═══ Data to examine ═══
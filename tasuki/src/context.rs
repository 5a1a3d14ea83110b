//! Per-task and per-agent execution state.
//!
//! A [`TaskContext`] is created at `run` entry and shared by everything the
//! task touches: configuration, the execution chain, the variable map, the
//! abort signal and the pause flag. An [`AgentContext`] derives from it for
//! the lifetime of one agent execution.

use std::collections::HashMap;
use std::fmt;
use std::sync::atomic::{AtomicBool, AtomicU32, Ordering};
use std::sync::{Arc, Mutex, RwLock};
use std::time::Duration;

use serde_json::Value;
use tokio::sync::Notify;

use crate::agent::Agent;
use crate::callback::{StreamMessage, StreamPayload};
use crate::chain::{AgentChain, TaskChain};
use crate::config::Config;
use crate::error::{Result, TaskError};
use crate::llm::TokenUsage;
use crate::message::LlmMessage;
use crate::workflow::{Workflow, WorkflowAgent};

/// How often the pause loop re-checks the flags.
const PAUSE_POLL: Duration = Duration::from_millis(100);

/// A cooperatively observed cancellation signal.
///
/// Cloning is cheap; all clones observe the same state. Aborting wakes every
/// pending [`AbortSignal::cancelled`] future.
#[derive(Clone)]
pub struct AbortSignal {
    inner: Arc<AbortInner>,
}

struct AbortInner {
    aborted: AtomicBool,
    reason: Mutex<Option<String>>,
    notify: Notify,
}

impl AbortSignal {
    /// Create a fresh, un-aborted signal.
    #[must_use]
    pub fn new() -> Self {
        Self {
            inner: Arc::new(AbortInner {
                aborted: AtomicBool::new(false),
                reason: Mutex::new(None),
                notify: Notify::new(),
            }),
        }
    }

    /// Fire the signal, waking all waiters.
    pub fn abort(&self, reason: Option<String>) {
        {
            let mut guard = self.inner.reason.lock().unwrap_or_else(|e| e.into_inner());
            if guard.is_none() {
                *guard = reason;
            }
        }
        self.inner.aborted.store(true, Ordering::SeqCst);
        self.inner.notify.notify_waiters();
    }

    /// Whether the signal has fired.
    #[must_use]
    pub fn is_aborted(&self) -> bool {
        self.inner.aborted.load(Ordering::SeqCst)
    }

    /// The reason supplied to `abort`, if any.
    #[must_use]
    pub fn reason(&self) -> Option<String> {
        self.inner
            .reason
            .lock()
            .unwrap_or_else(|e| e.into_inner())
            .clone()
    }

    /// Resolve once the signal fires; resolves immediately if already fired.
    pub async fn cancelled(&self) {
        loop {
            if self.is_aborted() {
                return;
            }
            let notified = self.inner.notify.notified();
            if self.is_aborted() {
                return;
            }
            notified.await;
        }
    }

    /// The abort as a [`TaskError`].
    #[must_use]
    pub fn to_error(&self) -> TaskError {
        TaskError::Aborted {
            reason: self.reason(),
        }
    }
}

impl Default for AbortSignal {
    fn default() -> Self {
        Self::new()
    }
}

impl fmt::Debug for AbortSignal {
    fn fmt(&self, f: &mut fmt::Formatter<'_>) -> fmt::Result {
        f.debug_struct("AbortSignal")
            .field("aborted", &self.is_aborted())
            .finish()
    }
}

/// Per-task state shared by the planner, scheduler and every agent.
pub struct TaskContext {
    task_id: String,
    chat_id: String,
    config: Arc<Config>,
    signal: AbortSignal,
    paused: AtomicBool,
    chain: Arc<TaskChain>,
    workflow: RwLock<Option<Workflow>>,
    agents: Vec<Arc<Agent>>,
    variables: Mutex<HashMap<String, Value>>,
    usage: Mutex<TokenUsage>,
}

impl TaskContext {
    /// Create the context for a new task run.
    #[must_use]
    pub fn new(
        task_id: impl Into<String>,
        chat_id: impl Into<String>,
        task_prompt: &str,
        config: Arc<Config>,
        agents: Vec<Arc<Agent>>,
    ) -> Arc<Self> {
        let task_id = task_id.into();
        Arc::new(Self {
            chain: TaskChain::new(&task_id, task_prompt),
            task_id,
            chat_id: chat_id.into(),
            config,
            signal: AbortSignal::new(),
            paused: AtomicBool::new(false),
            workflow: RwLock::new(None),
            agents,
            variables: Mutex::new(HashMap::new()),
            usage: Mutex::new(TokenUsage::default()),
        })
    }

    /// The task id.
    #[must_use]
    pub fn task_id(&self) -> &str {
        &self.task_id
    }

    /// The chat this task belongs to.
    #[must_use]
    pub fn chat_id(&self) -> &str {
        &self.chat_id
    }

    /// The runtime configuration.
    #[must_use]
    pub fn config(&self) -> &Arc<Config> {
        &self.config
    }

    /// The execution chain.
    #[must_use]
    pub fn chain(&self) -> &Arc<TaskChain> {
        &self.chain
    }

    /// The task abort signal.
    #[must_use]
    pub const fn signal(&self) -> &AbortSignal {
        &self.signal
    }

    /// The agents registered for this task.
    #[must_use]
    pub fn agents(&self) -> &[Arc<Agent>] {
        &self.agents
    }

    /// Look up a registered agent by name.
    #[must_use]
    pub fn agent_by_name(&self, name: &str) -> Option<Arc<Agent>> {
        self.agents.iter().find(|a| a.name() == name).cloned()
    }

    /// Abort the task.
    pub fn abort(&self, reason: Option<String>) {
        self.signal.abort(reason);
    }

    /// Pause the task at its next suspension point.
    pub fn pause(&self) {
        self.paused.store(true, Ordering::SeqCst);
    }

    /// Resume a paused task.
    pub fn resume(&self) {
        self.paused.store(false, Ordering::SeqCst);
    }

    /// Whether the task is paused.
    #[must_use]
    pub fn is_paused(&self) -> bool {
        self.paused.load(Ordering::SeqCst)
    }

    /// Check the abort and pause flags at a suspension point.
    ///
    /// While paused, blocks cooperatively (polling every ~100 ms) until
    /// resumed or aborted. Returns `true` when aborted and `throw_on_abort`
    /// is false.
    ///
    /// # Errors
    ///
    /// Returns [`TaskError::Aborted`] when aborted and `throw_on_abort` is
    /// set.
    pub async fn check_aborted(&self, throw_on_abort: bool) -> Result<bool> {
        loop {
            if self.signal.is_aborted() {
                if throw_on_abort {
                    return Err(self.signal.to_error());
                }
                return Ok(true);
            }
            if !self.is_paused() {
                return Ok(false);
            }
            tokio::time::sleep(PAUSE_POLL).await;
        }
    }

    /// Read a task-scoped variable.
    #[must_use]
    pub fn get_variable(&self, key: &str) -> Option<Value> {
        self.variables
            .lock()
            .unwrap_or_else(|e| e.into_inner())
            .get(key)
            .cloned()
    }

    /// Write a task-scoped variable (last writer wins).
    pub fn set_variable(&self, key: impl Into<String>, value: Value) {
        self.variables
            .lock()
            .unwrap_or_else(|e| e.into_inner())
            .insert(key.into(), value);
    }

    /// Snapshot of all task-scoped variables.
    #[must_use]
    pub fn variables(&self) -> HashMap<String, Value> {
        self.variables
            .lock()
            .unwrap_or_else(|e| e.into_inner())
            .clone()
    }

    /// Snapshot of the current workflow, if planned.
    #[must_use]
    pub fn workflow(&self) -> Option<Workflow> {
        self.workflow
            .read()
            .unwrap_or_else(|e| e.into_inner())
            .clone()
    }

    /// Install a freshly planned workflow.
    pub fn set_workflow(&self, workflow: Workflow) {
        *self.workflow.write().unwrap_or_else(|e| e.into_inner()) = Some(workflow);
    }

    /// Mutate the workflow in place under the write lock.
    ///
    /// Returns `None` when no workflow is installed yet.
    pub fn with_workflow_mut<R>(&self, f: impl FnOnce(&mut Workflow) -> R) -> Option<R> {
        let mut guard = self.workflow.write().unwrap_or_else(|e| e.into_inner());
        guard.as_mut().map(f)
    }

    /// Add token usage to the task total.
    pub fn add_usage(&self, usage: TokenUsage) {
        *self.usage.lock().unwrap_or_else(|e| e.into_inner()) += usage;
    }

    /// Total token usage accumulated by the task so far.
    #[must_use]
    pub fn total_usage(&self) -> TokenUsage {
        *self.usage.lock().unwrap_or_else(|e| e.into_inner())
    }

    /// Emit a task-scoped stream message through the callback.
    pub async fn emit(&self, message: StreamMessage) {
        let payload = StreamPayload::task(&self.chat_id, &self.task_id, message);
        self.config.callback.on_message(&payload).await;
    }
}

impl fmt::Debug for TaskContext {
    fn fmt(&self, f: &mut fmt::Formatter<'_>) -> fmt::Result {
        f.debug_struct("TaskContext")
            .field("task_id", &self.task_id)
            .field("chat_id", &self.chat_id)
            .field("paused", &self.is_paused())
            .field("aborted", &self.signal.is_aborted())
            .finish_non_exhaustive()
    }
}

/// Per-agent-execution state derived from a [`TaskContext`].
pub struct AgentContext {
    task: Arc<TaskContext>,
    agent: Arc<Agent>,
    agent_chain: Arc<AgentChain>,
    variables: Mutex<HashMap<String, Value>>,
    consecutive_errors: AtomicU32,
    current_node: AtomicU32,
    messages: Mutex<Vec<LlmMessage>>,
}

impl AgentContext {
    /// Create the context for one agent execution.
    #[must_use]
    pub fn new(task: Arc<TaskContext>, agent: Arc<Agent>, agent_chain: Arc<AgentChain>) -> Self {
        Self {
            task,
            agent,
            agent_chain,
            variables: Mutex::new(HashMap::new()),
            consecutive_errors: AtomicU32::new(0),
            current_node: AtomicU32::new(0),
            messages: Mutex::new(Vec::new()),
        }
    }

    /// The owning task context.
    #[must_use]
    pub fn task(&self) -> &Arc<TaskContext> {
        &self.task
    }

    /// The executing agent.
    #[must_use]
    pub fn agent(&self) -> &Arc<Agent> {
        &self.agent
    }

    /// This execution's chain entry.
    #[must_use]
    pub fn agent_chain(&self) -> &Arc<AgentChain> {
        &self.agent_chain
    }

    /// The workflow node this agent executes, from the live workflow.
    #[must_use]
    pub fn workflow_agent(&self) -> Option<WorkflowAgent> {
        self.task.workflow().and_then(|w| {
            w.agents
                .iter()
                .find(|a| a.id == self.agent_chain.agent_id())
                .cloned()
        })
    }

    /// Read an agent-scoped variable.
    #[must_use]
    pub fn get_variable(&self, key: &str) -> Option<Value> {
        self.variables
            .lock()
            .unwrap_or_else(|e| e.into_inner())
            .get(key)
            .cloned()
    }

    /// Write an agent-scoped variable.
    pub fn set_variable(&self, key: impl Into<String>, value: Value) {
        self.variables
            .lock()
            .unwrap_or_else(|e| e.into_inner())
            .insert(key.into(), value);
    }

    /// Current consecutive all-error turn count.
    #[must_use]
    pub fn consecutive_errors(&self) -> u32 {
        self.consecutive_errors.load(Ordering::SeqCst)
    }

    /// Record an all-error turn; returns the new count.
    pub fn record_error_turn(&self) -> u32 {
        self.consecutive_errors.fetch_add(1, Ordering::SeqCst) + 1
    }

    /// Reset the consecutive-error counter after a good turn.
    pub fn reset_error_turns(&self) {
        self.consecutive_errors.store(0, Ordering::SeqCst);
    }

    /// The workflow node the agent currently reports being on.
    #[must_use]
    pub fn current_node(&self) -> Option<u32> {
        match self.current_node.load(Ordering::SeqCst) {
            0 => None,
            id => Some(id),
        }
    }

    /// Update the current workflow node.
    pub fn set_current_node(&self, node_id: u32) {
        self.current_node.store(node_id, Ordering::SeqCst);
    }

    /// Append a message to the conversation history.
    pub fn push_message(&self, message: LlmMessage) {
        self.messages
            .lock()
            .unwrap_or_else(|e| e.into_inner())
            .push(message);
    }

    /// Snapshot of the conversation history.
    #[must_use]
    pub fn messages(&self) -> Vec<LlmMessage> {
        self.messages
            .lock()
            .unwrap_or_else(|e| e.into_inner())
            .clone()
    }

    /// Number of messages in the conversation history.
    #[must_use]
    pub fn message_count(&self) -> usize {
        self.messages
            .lock()
            .unwrap_or_else(|e| e.into_inner())
            .len()
    }

    /// Emit an agent-scoped stream message through the callback.
    pub async fn emit(&self, message: StreamMessage) {
        let mut payload = StreamPayload::task(self.task.chat_id(), self.task.task_id(), message)
            .for_agent(self.agent.name());
        if let Some(node) = self.current_node() {
            payload = payload.at_node(node);
        }
        self.task.config().callback.on_message(&payload).await;
    }
}

impl fmt::Debug for AgentContext {
    fn fmt(&self, f: &mut fmt::Formatter<'_>) -> fmt::Result {
        f.debug_struct("AgentContext")
            .field("task_id", &self.task.task_id())
            .field("agent", &self.agent.name())
            .field("consecutive_errors", &self.consecutive_errors())
            .finish_non_exhaustive()
    }
}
═══
Aim of the exercise
From the records given above, copy all lines containing "registered".

Answer area
    /// The agents registered for this task.
    /// Look up a registered agent by name.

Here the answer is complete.